The British construction industry has been slow to adopt offsite techniques in spite of the savings in time and money they offer to developers when compared to traditional onsite techniques. Also, offsite techniques tend to cause less environmental damage and local disruption. Here we discuss their financial and efficiency advantages.
This post is part of our series on offsite construction techniques. The others are:
Modern offsite construction techniques: an overview
Constraints to offsite construction in Britain
Can offsite construction solve Britain's housing crisis?

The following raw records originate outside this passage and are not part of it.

#[cfg(test)]
mod tests {
    use super::*;
    use crate::certificates::{test_certificate, KeyHandle};
    use crate::pin::DeferredPrompter;
    use crate::signing::SignOutcome;
    use std::sync::atomic::{AtomicUsize, Ordering};
    use std::time::Duration;

    struct StaticDirectory(Vec<Certificate>);

    impl CertificateDirectory for StaticDirectory {
        fn list(&self, include_only_with_private_key: bool) -> Result<Vec<Certificate>> {
            let mut out: Vec<Certificate> = self
                .0
                .iter()
                .filter(|c| !include_only_with_private_key || c.has_private_key)
                .cloned()
                .collect();
            for (i, c) in out.iter_mut().enumerate() {
                c.index = i;
            }
            Ok(out)
        }

        fn capabilities(&self) -> DirectoryCapabilities {
            DirectoryCapabilities::default()
        }
    }

    struct EchoSigner;

    impl DetachedSigner for EchoSigner {
        fn sign(&self, payload: &[u8], certificate: &Certificate, _pin: Option<&Pin>) -> Result<SignOutcome> {
            Ok(SignOutcome::Signed(DetachedSignature {
                der: payload[..payload.len().min(8)].to_vec(),
                subject: certificate.subject.clone(),
                issuer: certificate.issuer.clone(),
                serial_number: certificate.serial_number.clone(),
                signed_at: chrono::Utc::now(),
            }))
        }
    }

    fn service() -> SigningService {
        let software = KeyHandle::Software {
            pem: Default::default(),
            encrypted: false,
        };
        let no_key = test_certificate("CN=Nobody", KeyHandle::None);
        let mut alice = test_certificate("CN=Alice", software.clone());
        alice.thumbprint = "AA".repeat(20);
        let mut bob = test_certificate("CN=Bob", software);
        bob.thumbprint = "BB".repeat(20);
        SigningService::new(Arc::new(StaticDirectory(vec![no_key, alice, bob])), Arc::new(EchoSigner))
    }

    #[test]
    fn test_index_refers_to_key_listing() {
        let service = service();
        let cert = service.resolve_certificate(Some(&CertificateSelector::Index(0))).unwrap();
        assert_eq!(cert.subject, "CN=Alice");
        assert_eq!(service.certificates(true).unwrap().len(), 3);
        assert_eq!(service.certificates(false).unwrap().len(), 2);
    }

    #[test]
    fn test_default_certificate_fallback() {
        let err = service().resolve_certificate(None).unwrap_err();
        assert_eq!(err.kind(), "invalid_certificate_selector");

        let service = service().with_default_certificate("bb:".repeat(20));
        assert_eq!(service.resolve_certificate(None).unwrap().subject, "CN=Bob");
    }

    #[tokio::test]
    async fn test_sign_rejects_empty_payload() {
        let err = service()
            .sign(b"", Some(&CertificateSelector::Index(0)), None, &DeferredPrompter)
            .await
            .unwrap_err();
        assert_eq!(err.kind(), "invalid_request");
    }

    #[tokio::test]
    async fn test_sign_reports_certificate() {
        let service = service();
        let signed = service
            .sign(b"hello", Some(&CertificateSelector::Index(1)), None, &DeferredPrompter)
            .await
            .unwrap();
        assert_eq!(signed.certificate.subject, "CN=Bob");
        assert_eq!(signed.signature.der, b"hello");
        assert!(!service.is_busy());
    }

    #[tokio::test]
    async fn test_sign_pdf_fills_labels_from_certificate() {
        let service = service().with_pipeline(PdfSigningPipeline::with_capacity(16));
        let output = service
            .sign_pdf(
                crate::test_support::sample_pdf(1),
                Some(&CertificateSelector::Index(0)),
                PdfStampOptions::default(),
                None,
                &DeferredPrompter,
                true,
            )
            .await
            .unwrap();
        assert!(output.protocol.starts_with("NS-"));
        assert_eq!(output.p7s.as_ref().map(Vec::len), Some(8));
        let text = String::from_utf8_lossy(&output.pdf);
        assert!(text.contains("/Name (Alice)"));
    }

    /// Accepts "1234" and records how many calls overlap.
    #[derive(Default)]
    struct TrackingSigner {
        calls: AtomicUsize,
        current: AtomicUsize,
        max: AtomicUsize,
    }

    impl DetachedSigner for TrackingSigner {
        fn sign(&self, payload: &[u8], certificate: &Certificate, pin: Option<&Pin>) -> Result<SignOutcome> {
            self.calls.fetch_add(1, Ordering::SeqCst);
            let now = self.current.fetch_add(1, Ordering::SeqCst) + 1;
            self.max.fetch_max(now, Ordering::SeqCst);
            std::thread::sleep(Duration::from_millis(20));
            self.current.fetch_sub(1, Ordering::SeqCst);
            match pin.map(Pin::expose) {
                None => Ok(SignOutcome::PinRequired),
                Some("1234") => EchoSigner.sign(payload, certificate, pin),
                Some(_) => Ok(SignOutcome::PinInvalid),
            }
        }
    }

    fn tracked_service() -> (Arc<SigningService>, Arc<TrackingSigner>) {
        let signer = Arc::new(TrackingSigner::default());
        let mut alice = test_certificate(
            "CN=Alice",
            KeyHandle::Software {
                pem: Default::default(),
                encrypted: true,
            },
        );
        alice.thumbprint = "AA".repeat(20);
        let service = SigningService::new(Arc::new(StaticDirectory(vec![alice])), signer.clone());
        (Arc::new(service), signer)
    }

    #[tokio::test(flavor = "multi_thread", worker_threads = 4)]
    async fn test_concurrent_signs_take_turns_on_device() {
        let (service, signer) = tracked_service();
        let tasks: Vec<_> = (0..4)
            .map(|i| {
                let service = service.clone();
                tokio::spawn(async move {
                    let payload = format!("document {}", i);
                    service
                        .sign(
                            payload.as_bytes(),
                            Some(&CertificateSelector::Index(0)),
                            Some(Pin::new("1234")),
                            &DeferredPrompter,
                        )
                        .await
                })
            })
            .collect();
        for task in tasks {
            task.await.unwrap().unwrap();
        }
        assert_eq!(signer.calls.load(Ordering::SeqCst), 4);
        assert_eq!(signer.max.load(Ordering::SeqCst), 1);
        assert!(!service.is_busy());
    }

    #[tokio::test]
    async fn test_wrong_pins_lock_certificate_across_calls() {
        let (service, signer) = tracked_service();
        let alice = Some(CertificateSelector::Index(0));
        let attempt = |pin: &'static str| {
            let service = service.clone();
            let alice = alice.clone();
            async move {
                service
                    .sign(b"doc", alice.as_ref(), Some(Pin::new(pin)), &DeferredPrompter)
                    .await
            }
        };

        let err = attempt("0000").await.unwrap_err();
        assert!(matches!(err, Error::PinInvalid { attempts_remaining: 2 }));
        let err = attempt("0000").await.unwrap_err();
        assert!(matches!(err, Error::PinInvalid { attempts_remaining: 1 }));
        let err = attempt("0000").await.unwrap_err();
        assert_eq!(err.kind(), "pin_attempts_exhausted");
        assert_eq!(signer.calls.load(Ordering::SeqCst), 3);

        let err = attempt("1234").await.unwrap_err();
        assert_eq!(err.kind(), "pin_attempts_exhausted");
        assert_eq!(signer.calls.load(Ordering::SeqCst), 3);
    }

    #[tokio::test]
    async fn test_correct_pin_clears_wrong_count() {
        let (service, _) = tracked_service();
        let alice = Some(CertificateSelector::Index(0));
        for _ in 0..2 {
            service
                .sign(b"doc", alice.as_ref(), Some(Pin::new("0000")), &DeferredPrompter)
                .await
                .unwrap_err();
        }
        service
            .sign(b"doc", alice.as_ref(), Some(Pin::new("1234")), &DeferredPrompter)
            .await
            .unwrap();
        let err = service
            .sign(b"doc", alice.as_ref(), Some(Pin::new("0000")), &DeferredPrompter)
            .await
            .unwrap_err();
        assert!(matches!(err, Error::PinInvalid { attempts_remaining: 2 }));
    }
}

When it comes to offsite construction, Britain is a 'laggard country'. That's the conclusion of Dale Steinhardt and Karen Manley of the Queensland University of technology, who compared offsite construction [PDF] between several high-income countries. Less than 5% of construction in Britain uses offsite techniques, compared to around 9% in Germany, 12-15% in Japan and 20% in Sweden.
Yet Britain has the largest factory devoted to modular construction in the world, owned by Legal and General and sited in Sherburn, Yorkshire. They claim it has the capacity to build 3,000 new homes per year, showing Offsite construction is not an alien concept to
The advantages of using offsite construction were laid out in a 2013 report [PDF] commissioned by Buildoffsite, a business organisation that aims to catalyse the use of offsite methods in the British construction industry.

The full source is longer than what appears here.